The iconic Blagden Alley “LOVE” muralist talks the motivation behind painting the world a rainbow.
Lisa Marie Thalhammer wants to paint the world a rainbow. The artist responsible for the iconic “LOVE” mural in D.C.’s Blagden Alley, Thalhammer was inspired by people’s response to her work. After the mural was completed in August 2017, residents and visitors flocked to the alley for creative photo shoots.
“They used the work as a way to convey their own positive messages of love and joy and acceptance,” Thalhammer says.
After the hype continued for two years, Thalhammer came up with the idea to do a rainbow tour of the United States, painting “LOVE” murals in all states and territories. It was the end of 2019, so we all know what’s coming — the Covid-19 pandemic put a temporary hold on her plans.
“But I think now’s a really good time,” Thalhammer says. “Every four years, we spend so much time dividing our country into red and blue states that we often forget we’re united — people of all different colors.”
The “LOVE” Mural Tour kicked off last month in St. Petersburg, Florida with a mural painted on the side of The Body Electric Yoga Company.
Though Thalhammer’s vision is country-wide, her artistic story really started in D.C. You can see her work all over the place: Notables include the “TOGETHER” mural inspired by the Women’s March on 9th Street Northwest; “DC 51” on Pennsylvania Avenue in Georgetown; and, of course, “Boxer Girl,” which, when it was painted in 2009, started major conversations about public art in neighborhoods — especially rainbow art.
“It’s pretty cool to see the cultural shift towards acceptance and being a champion of equity,” Thalhammer says.
During Pride Month, we see rainbows on businesses everywhere, but some stick around longer — metaphorically and literally. In 2019, Thalhammer worked with Stoli Vodka to create a label that celebrates the 50th anniversary of the Stonewall uprising.

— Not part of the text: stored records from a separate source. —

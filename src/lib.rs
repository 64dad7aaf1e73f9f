//! Drop Charge - a vertical lava-escape arcade game
//!
//! Core modules:
//! - `sim`: Deterministic simulation (state machines, level generation, scrolling)
//! - `game`: Session owner that the rendering/physics front end talks to
//! - `settings`: Data-driven configuration and game balance
//! - `error`: Configuration errors

pub mod error;
pub mod game;
pub mod settings;
pub mod sim;

pub use error::ConfigError;
pub use game::{Game, Snapshot};
pub use settings::{Settings, Tuning};

/// Game configuration constants
pub mod consts {
    /// Default viewport (portrait, scene units)
    pub const VIEWPORT_WIDTH: f32 = 1536.0;
    pub const VIEWPORT_HEIGHT: f32 = 2048.0;

    /// Player sprite size
    pub const PLAYER_WIDTH: f32 = 150.0;
    pub const PLAYER_HEIGHT: f32 = 150.0;

    /// Lives at the start of a session
    pub const START_LIVES: u8 = 3;

    /// Vertical velocity floor multiplier applied to every boost tier
    pub const BOOST_GAIN: f32 = 2.5;
    /// Boost tiers (before gain)
    pub const JUMP_VELOCITY: f32 = 650.0;
    pub const BOOST_VELOCITY: f32 = 1200.0;
    pub const SUPER_BOOST_VELOCITY: f32 = 1700.0;

    /// Lava rises this fast (units/sec)
    pub const LAVA_SPEED: f32 = 120.0;
    /// Lava never sits further than this below the visible bottom
    pub const LAVA_FLOOR_OFFSET: f32 = 125.0;
    /// Player below lava.y + this on Lava entry takes damage
    pub const LAVA_DAMAGE_BAND: f32 = 90.0;
    /// Player below lava.y + this requests the Lava state
    pub const LAVA_TRIGGER_BAND: f32 = 180.0;

    /// Camera easing per tick
    pub const CAMERA_LERP: f32 = 0.2;
    /// Camera trails the player by this fraction of the viewport height
    pub const CAMERA_LEAD: f32 = 0.40;

    /// Fuse between the first tap and play (seconds)
    pub const BOMB_FUSE_SECS: f64 = 2.0;
    /// Smoke trail lifetime after a lava hit (seconds)
    pub const SMOKE_TRAIL_SECS: f64 = 3.0;

    /// Exhaust particle birth rate when the trail is on
    pub const EXHAUST_BIRTH_RATE: f32 = 200.0;
    /// Horizontal speed above which the steer animation plays
    pub const STEER_ANIM_THRESHOLD: f32 = 100.0;
    /// Tilt to horizontal velocity
    pub const STEER_GAIN: f32 = 1000.0;

    /// Generate more level once the camera is this close (fraction of viewport) to the band top
    pub const GENERATION_LOOKAHEAD: f32 = 0.55;
    /// Off-screen entities whose screen Y (from the view bottom) is under this
    /// fraction of the camera's screen Y are culled
    pub const CULL_FRACTION: f32 = 0.25;

    /// Level generation weights (percent)
    pub const PLATFORM_PERCENT: u32 = 60;
    pub const NORMAL_PLATFORM_PERCENT: u32 = 75;
    pub const NORMAL_COIN_PERCENT: u32 = 75;

    /// Accelerometer smoothing: new = raw * RAW + old * (1 - RAW)
    pub const TILT_SMOOTHING: f32 = 0.75;
    /// Accelerometer update interval (seconds)
    pub const SENSOR_INTERVAL_SECS: f64 = 0.2;

    /// Dead-state expulsion track
    pub const DEATH_RISE_SECS: f32 = 0.5;
    pub const DEATH_DROP_SECS: f32 = 1.0;
}

/// Linear interpolation between `a` and `b`
#[inline]
pub fn lerp(a: f32, b: f32, t: f32) -> f32 {
    a + (b - a) * t
}

/// Quadratic ease-out on `t` in [0, 1]
#[inline]
pub fn ease_out(t: f32) -> f32 {
    let t = t.clamp(0.0, 1.0);
    1.0 - (1.0 - t) * (1.0 - t)
}

/// Quadratic ease-in on `t` in [0, 1]
#[inline]
pub fn ease_in(t: f32) -> f32 {
    let t = t.clamp(0.0, 1.0);
    t * t
}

“That was really cool, because it’s a business that’s not just slapping a rainbow on something,” Thalhammer says. “They’re really trying to tell the story of LGBTQ history.”
As an artist and a member of the LGBTQIA+ community, Thalhammer says she wants to authentically represent the stories of her people, and so her work goes deeper than creating murals for photo ops or advertisements.

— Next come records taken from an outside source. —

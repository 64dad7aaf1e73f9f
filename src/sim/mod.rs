//! Deterministic simulation module
//!
//! All gameplay logic lives here. This module must be pure and deterministic:
//! - Caller-supplied time deltas only
//! - Seeded RNG only
//! - Stable iteration order (by entity ID)
//! - No rendering, audio or physics-engine dependencies

pub mod camera;
pub mod contact;
pub mod events;
pub mod flow;
pub mod level;
pub mod machine;
pub mod motion;
pub mod rng;
pub mod scroll;
pub mod sensor;
pub mod state;
pub mod tick;
pub mod timer;

pub use contact::{BoostTier, ContactBody, ContactOutcome, boost_velocity};
pub use events::{Cue, MusicTrack, RemovalReason, SimEvent};
pub use flow::{FlowState, TapOutcome};
pub use level::{CategoryTable, Placement};
pub use machine::{Machine, MachineState};
pub use motion::{MotionState, PlayerAnimation};
pub use rng::{RandomSource, SimRng};
pub use scroll::ScrollBand;
pub use sensor::TiltSensor;
pub use state::{
    CameraState, Entity, EntityCategory, EntityId, GameSession, LavaFront, Layout, LevelFrontier,
    Player,
};
pub use tick::{TickInput, tick};
pub use timer::{DeferredAction, Scheduler};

“I think the more authentic people can be, the more you’re coming to Pride Month with real love in your heart,” Thalhammer says. “While yes, LGBTQ issues is a cornerstone of the messaging, [the mural] also speaks to a broader message of acceptance.”
Thalhammer considers the colors of her murals carefully. The 13 colors used in the “LOVE” mural are inspired by the chakra centers of the body according to yoga theory.

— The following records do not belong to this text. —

//! Player motion state machine
//!
//! Idle -> Jump <-> Fall -> Lava -> Dead. Each state has an entry action and
//! Jump/Fall/Dead have per-tick work. The classifier turns vertical velocity
//! into Jump/Fall requests every Playing tick; requests the table forbids are
//! dropped.

use glam::Vec2;
use serde::{Deserialize, Serialize};

use super::contact::{BoostTier, apply_boost};
use super::events::{Cue, SimEvent};
use super::flow::{self, FlowState};
use super::machine::MachineState;
use super::state::{DeathTrack, GameSession};
use super::timer::DeferredAction;
use crate::consts::{DEATH_DROP_SECS, DEATH_RISE_SECS};
use crate::{ease_in, ease_out};

#[derive(Debug, Clone, Copy, PartialEq, Eq, Hash, Serialize, Deserialize)]
pub enum MotionState {
    /// On the starting platform, physics off
    Idle,
    /// Rising
    Jump,
    /// Descending
    Fall,
    /// Touched the lava
    Lava,
    /// Out of lives
    Dead,
}

impl MachineState for MotionState {
    fn can_transition_to(self, next: Self) -> bool {
        use MotionState::*;
        matches!(
            (self, next),
            (Idle, Jump)
                | (Jump, Fall)
                | (Fall, Lava)
                | (Fall, Jump)
                | (Lava, Dead)
                | (Lava, Fall)
                | (Lava, Jump)
                | (Dead, Idle)
        )
    }
}

impl MotionState {
    pub const ALL: [MotionState; 5] = [
        MotionState::Idle,
        MotionState::Jump,
        MotionState::Fall,
        MotionState::Lava,
        MotionState::Dead,
    ];

    pub fn as_str(&self) -> &'static str {
        match self {
            MotionState::Idle => "idle",
            MotionState::Jump => "jump",
            MotionState::Fall => "fall",
            MotionState::Lava => "lava",
            MotionState::Dead => "dead",
        }
    }
}

/// Sprite animation the front end should play
#[derive(Debug, Clone, Copy, PartialEq, Eq, Serialize, Deserialize)]
pub enum PlayerAnimation {
    Idle,
    Jump,
    Fall,
    SteerLeft,
    SteerRight,
}

/// Jump when rising, Fall otherwise
pub fn classify(vertical_velocity: f32) -> MotionState {
    if vertical_velocity > 0.0 {
        MotionState::Jump
    } else {
        MotionState::Fall
    }
}

/// Animation for the current state and horizontal speed
pub fn steer_animation(state: MotionState, vx: f32, threshold: f32) -> PlayerAnimation {
    if vx.abs() > threshold {
        if vx < 0.0 {
            PlayerAnimation::SteerLeft
        } else {
            PlayerAnimation::SteerRight
        }
    } else if state == MotionState::Jump {
        PlayerAnimation::Jump
    } else {
        PlayerAnimation::Fall
    }
}

/// Vertical offset of the death track from its start after `elapsed` seconds
pub fn death_offset(track: &DeathTrack) -> f32 {
    if track.elapsed <= DEATH_RISE_SECS {
        track.rise * ease_out(track.elapsed / DEATH_RISE_SECS)
    } else {
        let t = (track.elapsed - DEATH_RISE_SECS) / DEATH_DROP_SECS;
        track.rise - track.drop * ease_in(t)
    }
}

/// Run the Idle entry for a freshly built session
pub fn enter_initial(session: &mut GameSession) {
    enter_idle(session);
}

/// Request a transition. Returns false (and changes nothing) when the table
/// forbids it.
pub fn request(session: &mut GameSession, next: MotionState) -> bool {
    let Some(from) = session.motion.enter(next) else {
        return false;
    };
    log::info!("Motion {} -> {}", from.as_str(), next.as_str());
    session.push_event(SimEvent::MotionChanged { from, to: next });

    match next {
        MotionState::Idle => enter_idle(session),
        MotionState::Jump => enter_jump(session, from),
        MotionState::Fall => enter_fall(session),
        MotionState::Lava => enter_lava(session),
        MotionState::Dead => enter_dead(session),
    }
    true
}

fn set_exhaust(session: &mut GameSession, rate: f32) {
    if session.player.exhaust_rate != rate {
        session.player.exhaust_rate = rate;
        session.push_event(SimEvent::ExhaustRate(rate));
    }
}

fn enter_idle(session: &mut GameSession) {
    let rate = session.tuning().exhaust_birth_rate;
    let player = &mut session.player;
    player.dynamic = false;
    player.vel = Vec2::ZERO;
    player.death = None;
    player.exhaust_rate = rate;
    session.push_event(SimEvent::ExhaustAttached { birth_rate: rate });
}

fn enter_jump(session: &mut GameSession, from: MotionState) {
    if from != MotionState::Lava && session.player.exhaust_rate == 0.0 {
        let rate = session.tuning().exhaust_birth_rate;
        set_exhaust(session, rate);
    }
    session.push_event(SimEvent::Cue(Cue::SquashStretch));
}

fn enter_fall(session: &mut GameSession) {
    set_exhaust(session, 0.0);
}

fn enter_lava(session: &mut GameSession) {
    let tuning = session.tuning().clone();
    session.player.lava_hit_taken = false;

    session.push_event(SimEvent::Cue(Cue::LavaHit));
    session.push_event(SimEvent::Cue(Cue::CameraShake { intensity: 0.5 }));

    set_exhaust(session, 0.0);
    let trail = session.next_trail_id();
    session.player.smoke_trails.push(trail);
    session.push_event(SimEvent::SmokeTrailAdded { id: trail });
    session
        .scheduler
        .schedule(tuning.smoke_trail_secs, DeferredAction::RemoveSmokeTrail(trail));

    // Judged before anything moves the player
    lava_damage(session);
}

/// Apply the once-per-stay lava hit if the player is inside the damage band
fn lava_damage(session: &mut GameSession) {
    let tuning = session.tuning().clone();
    let player = &session.player;
    if player.lava_hit_taken || player.pos.y >= session.lava.y + tuning.lava_damage_band {
        return;
    }

    let player = &mut session.player;
    player.lava_hit_taken = true;
    apply_boost(player, BoostTier::Boost, &tuning);
    if player.lives == 0 {
        request(session, MotionState::Dead);
    } else {
        player.lives -= 1;
        log::info!("Lava hit, {} lives left", player.lives);
    }
}

fn enter_dead(session: &mut GameSession) {
    let view_h = session.viewport().y;
    let player = &mut session.player;
    player.dynamic = false;
    player.vel = Vec2::ZERO;
    player.death = Some(DeathTrack {
        start_y: player.pos.y,
        elapsed: 0.0,
        rise: view_h * 0.5,
        drop: view_h * 1.5,
    });
    flow::request(session, FlowState::GameOver);
}

/// Drop a smoke trail whose lifetime ran out
pub fn remove_smoke_trail(session: &mut GameSession, id: u32) {
    let trails = &mut session.player.smoke_trails;
    if let Some(idx) = trails.iter().position(|&t| t == id) {
        trails.remove(idx);
        session.push_event(SimEvent::SmokeTrailRemoved { id });
    }
}

/// Horizontal steering from tilt, with wrap-around at the screen edges
pub fn steer(session: &mut GameSession, tilt: f32) {
    let gain = session.tuning().steer_gain;
    let width = session.viewport().x;
    let player = &mut session.player;
    player.vel.x = tilt * gain;

    let half = player.size.x * 0.5;
    if player.pos.x < -half {
        player.pos.x = width + half;
    } else if player.pos.x > width + half {
        player.pos.x = -half;
    }
}

/// Request Lava while the player is inside the trigger band
pub fn check_lava(session: &mut GameSession) -> bool {
    let band = session.tuning().lava_trigger_band;
    if session.player.pos.y < session.lava.y + band {
        return request(session, MotionState::Lava);
    }
    false
}

/// Still sinking through the trigger band: Lava holds instead of handing back
/// to Fall, so one dip is one Lava stay.
fn holds_lava(session: &GameSession, wanted: MotionState) -> bool {
    let band = session.tuning().lava_trigger_band;
    session.motion_state() == MotionState::Lava
        && wanted == MotionState::Fall
        && session.player.pos.y < session.lava.y + band
}

/// Per-tick motion work
pub fn update(session: &mut GameSession, dt: f32) {
    if session.flow_state() == FlowState::Playing && session.player.dynamic {
        if session.motion_state() == MotionState::Lava {
            lava_damage(session);
        }
        let wanted = classify(session.player.vel.y);
        if session.player.dynamic && !holds_lava(session, wanted) {
            request(session, wanted);
        }
    }

    match session.motion_state() {
        MotionState::Jump | MotionState::Fall => {
            let threshold = session.tuning().steer_anim_threshold;
            let anim = steer_animation(session.motion_state(), session.player.vel.x, threshold);
            if anim != session.player.animation {
                session.player.animation = anim;
                session.push_event(SimEvent::Animation(anim));
            }
        }
        MotionState::Dead => {
            if let Some(track) = session.player.death.as_mut() {
                track.elapsed = (track.elapsed + dt).min(DEATH_RISE_SECS + DEATH_DROP_SECS);
                let track = *track;
                session.player.pos.y = track.start_y + death_offset(&track);
            }
        }
        MotionState::Idle | MotionState::Lava => {}
    }
}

“I see the colors like the human flag, where we are respectful of all our lives and intersections,” Thalhammer says. “Every human wants to be loved. There’s no one on the planet who doesn’t have some inkling of understanding that feeling.”
To reach the humans who want to be loved in different U.S. locations, Thalhammer has help. She is in the process of identifying ambassadors in different states to help connect the dots for the “LOVE” Mural Tour — finding the perfect location, funding for the project and involving the community. Born in, as Thalhammer puts it, the “American heartland” of St. Louis, Missouri, she understands that love looks different in all places, so she makes sure to understand how her ambassadors view the concept and how that resonates with the larger community in each location.
“I feel like our ‘why’ is so important,” she says. “Like what is motivating us? What’s the point — why rainbows on walls?”
Thalhammer draws on color therapy to create a balanced, harmonious color spectrum in each “LOVE” piece. Fittingly, the “LOVE” mural in Connecticut, slated for June of this year, is sponsored by Mental Health Connecticut.
“A lot of us struggle with depression or loneliness,” Thalhammer says. “Especially LGBTQ people — we’re at a much higher rate of having mental health issues. So, when you go to the rainbow walls, you feel better and uplifted emotionally and spiritually. These colors have a physical, mental and emotional effect upon our energy fields.”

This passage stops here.